What appears from the first line of the data below through the line containing "priority | tier", both included, should be copied exactly, and nothing else.

-------

//! The state resolver: six-tier ranked lookup of entity state.
//!
//! Given `(entity, schema, file, version)`, candidates are drawn from six
//! tiers and the numerically lowest tier with a matching row wins:
//!
//! | priority | tier                          | source                       |
//! |----------|-------------------------------|------------------------------|
//! | 1        | pending transaction (own)     | transaction buffer           |
//! | 2        | untracked (own)               | untracked store              |
//! | 3        | cache (own, committed)        | materialized cache           |
//! | 4        | inherited cache               | ancestor version's cache     |
//! | 5        | inherited untracked           | ancestor untracked store     |
//! | 6        | inherited pending transaction | ancestor transaction buffer  |
//!
//! Inheritance is resolved transitively, one ancestor at a time: the
//! nearest ancestor's tiers are consulted before walking further up. A
//! winning row without snapshot content is a tombstone: it still wins the
//! ranking and yields "entity not visible", which is how a child version
//! hides an ancestor's entity without mutating the ancestor.

use serde_json::Value;

use crate::ids::{ChangeId, CommitId, StateKey, Timestamp, VersionId};
use crate::store::Lix;
use crate::version::VersionError;

/// The ranked sources a resolved value can come from.
///
/// The numeric priorities are a stable contract consumed by query layers
/// compiling declarative reads into physical tier lookups.
#[derive(Copy, Clone, Debug, PartialEq, Eq, PartialOrd, Ord, Hash)]
pub enum Tier {
    /// Pending transaction entry of the queried version.
    Pending,
    /// Untracked row of the queried version.
    Untracked,
    /// Committed cache row of the queried version.
    Cache,
    /// Cache row of an ancestor version.
    InheritedCache,
    /// Untracked row of an ancestor version.
    InheritedUntracked,
    /// Pending transaction entry of an ancestor version.
    InheritedPending,
}

impl Tier {
    /// The priority number of the tier; lower wins.
    pub fn priority(self) -> u8 {
        match self {
            Tier::Pending => 1,
            Tier::Untracked => 2,
            Tier::Cache => 3,
            Tier::InheritedCache => 4,
            Tier::InheritedUntracked => 5,
            Tier::InheritedPending => 6,
        }
    }
}

/// A resolved, visible entity state.
#[derive(Clone, Debug, PartialEq)]
pub struct ResolvedState {
    /// The resolved key.
    pub key: StateKey,
    /// The version the lookup was made against.
    pub version_id: VersionId,
    /// The visible payload.
    pub snapshot_content: Value,
    /// The tier the winning row came from.
    pub tier: Tier,
    /// The ancestor the value was inherited from, for tiers 4–6.
    pub inherited_from_version_id: Option<VersionId>,
    /// Lineage of the winning row, absent for untracked rows.
    pub change_id: Option<ChangeId>,
    /// The commit of the winning row, absent outside the cache tiers.
    pub commit_id: Option<CommitId>,
    /// Logical creation time of the winning row.
    pub created_at: Timestamp,
}

/// The outcome of a [`Lix::resolve`] lookup.
#[derive(Clone, Debug, PartialEq)]
pub enum Resolution {
    /// A visible value.
    Value(ResolvedState),
    /// The entity was explicitly deleted or shadowed.
    Tombstone {
        /// The version whose row produced the tombstone.
        source_version_id: VersionId,
        /// The tier the tombstone row came from.
        tier: Tier,
    },
    /// No tier holds a row for the key.
    Absent,
}

impl Resolution {
    /// The visible payload, if any.
    pub fn value(&self) -> Option<&Value> {
        match self {
            Resolution::Value(state) => Some(&state.snapshot_content),
            _ => None,
        }
    }

    /// Whether the entity is not visible (tombstoned or absent).
    pub fn is_not_visible(&self) -> bool {
        !matches!(self, Resolution::Value(_))
    }

    /// Whether the lookup hit a tombstone.
    pub fn is_tombstone(&self) -> bool {
        matches!(self, Resolution::Tombstone { .. })
    }

    /// Whether no row matched at all.
    pub fn is_absent(&self) -> bool {
        matches!(self, Resolution::Absent)
    }
}

impl Lix {
    /// Resolve the visible state of `key` in `version_id`.
    ///
    /// Consults the six tiers in priority order and returns the first
    /// match; a matching row without snapshot content yields
    /// [`Resolution::Tombstone`]. Returns an error if the version does not
    /// exist.
    pub fn resolve(
        &self,
        key: &StateKey,
        version_id: &VersionId,
    ) -> Result<Resolution, VersionError> {
        self.versions.get(version_id)?;

        if let Some(resolution) = self.resolve_own(key, version_id, version_id) {
            return Ok(resolution);
        }

        // Walk the inheritance chain, nearest ancestor first; within each
        // ancestor the committed cache outranks untracked state, which
        // outranks its pending transaction entries.
        for ancestor in self.versions.ancestors(version_id) {
            let ancestor = ancestor?;
            if let Some(resolution) = self.resolve_inherited(key, version_id, &ancestor.id) {
                return Ok(resolution);
            }
        }
        Ok(Resolution::Absent)
    }

    /// Resolve `key` against the active version.
    pub fn resolve_active(&self, key: &StateKey) -> Resolution {
        self.resolve(key, &self.active_version)
            .expect("active version exists")
    }

    /// Tiers 1–3: the queried version's own rows.
    fn resolve_own(
        &self,
        key: &StateKey,
        queried: &VersionId,
        version_id: &VersionId,
    ) -> Option<Resolution> {
        if let Some(pending) = self.transaction.pending_for(version_id, key) {
            return Some(self.from_snapshot(
                key,
                queried,
                version_id,
                Tier::Pending,
                pending.snapshot_content.clone(),
                Some(pending.change_id),
                None,
                pending.staged_at,
            ));
        }
        if let Some(row) = self.untracked.get(version_id, key) {
            let snapshot = (!row.is_tombstone()).then(|| row.snapshot_content.clone()).flatten();
            return Some(self.from_snapshot(
                key,
                queried,
                version_id,
                Tier::Untracked,
                snapshot,
                None,
                None,
                row.created_at,
            ));
        }
        if let Some(row) = self.cache.get(version_id, key) {
            let snapshot = (!row.is_tombstone)
                .then(|| row.snapshot_content.clone())
                .flatten();
            return Some(self.from_snapshot(
                key,
                queried,
                version_id,
                Tier::Cache,
                snapshot,
                Some(row.change_id),
                Some(row.commit_id),
                row.created_at,
            ));
        }
        None
    }

    /// Tiers 4–6: one ancestor's rows, remapped to the queried version.
    fn resolve_inherited(
        &self,
        key: &StateKey,
        queried: &VersionId,
        ancestor: &VersionId,
    ) -> Option<Resolution> {
        if let Some(row) = self.cache.get(ancestor, key) {
            let snapshot = (!row.is_tombstone)
                .then(|| row.snapshot_content.clone())
                .flatten();
            return Some(self.from_snapshot(
                key,
                queried,
                ancestor,
                Tier::InheritedCache,
                snapshot,
                Some(row.change_id),
                Some(row.commit_id),
                row.created_at,
            ));
        }
        if let Some(row) = self.untracked.get(ancestor, key) {
            let snapshot = (!row.is_tombstone()).then(|| row.snapshot_content.clone()).flatten();
            return Some(self.from_snapshot(
                key,
                queried,
                ancestor,
                Tier::InheritedUntracked,
                snapshot,
                None,
                None,
                row.created_at,
            ));
        }
        if let Some(pending) = self.transaction.pending_for(ancestor, key) {
            return Some(self.from_snapshot(
                key,
                queried,
                ancestor,
                Tier::InheritedPending,
                pending.snapshot_content.clone(),
                Some(pending.change_id),
                None,
                pending.staged_at,
            ));
        }
        None
    }

    #[allow(clippy::too_many_arguments)]
    fn from_snapshot(
        &self,
        key: &StateKey,
        queried: &VersionId,
        source: &VersionId,
        tier: Tier,
        snapshot: Option<Value>,
        change_id: Option<ChangeId>,
        commit_id: Option<CommitId>,
        created_at: Timestamp,
    ) -> Resolution {
        match snapshot {
            Some(snapshot_content) => Resolution::Value(ResolvedState {
                key: key.clone(),
                version_id: queried.clone(),
                snapshot_content,
                tier,
                inherited_from_version_id: (source != queried).then(|| source.clone()),
                change_id,
                commit_id,
                created_at,
            }),
            None => Resolution::Tombstone {
                source_version_id: source.clone(),
                tier,
            },
        }
    }

    /// Whether `key` would be visible in `version_id` through committed or
    /// untracked state of its ancestors.
    ///
    /// Used by the commit engine to decide between a physical deletion and
    /// a tombstone row: a deletion of an entity that is still visible
    /// through inheritance must shadow, not remove.
    pub(crate) fn inherited_value_visible(&self, version_id: &VersionId, key: &StateKey) -> bool {
        for ancestor in self.versions.ancestors(version_id) {
            let Ok(ancestor) = ancestor else { return false };
            if let Some(row) = self.cache.get(&ancestor.id, key) {
                return !row.is_tombstone;
            }
            if let Some(row) = self.untracked.get(&ancestor.id, key) {
                return !row.is_tombstone();
            }
        }
        false
    }
}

-------

[EXERCISE SOLUTION]:
//! The state resolver: six-tier ranked lookup of entity state.
//!
//! Given `(entity, schema, file, version)`, candidates are drawn from six
//! tiers and the numerically lowest tier with a matching row wins:
//!
//! | priority | tier                          | source                       |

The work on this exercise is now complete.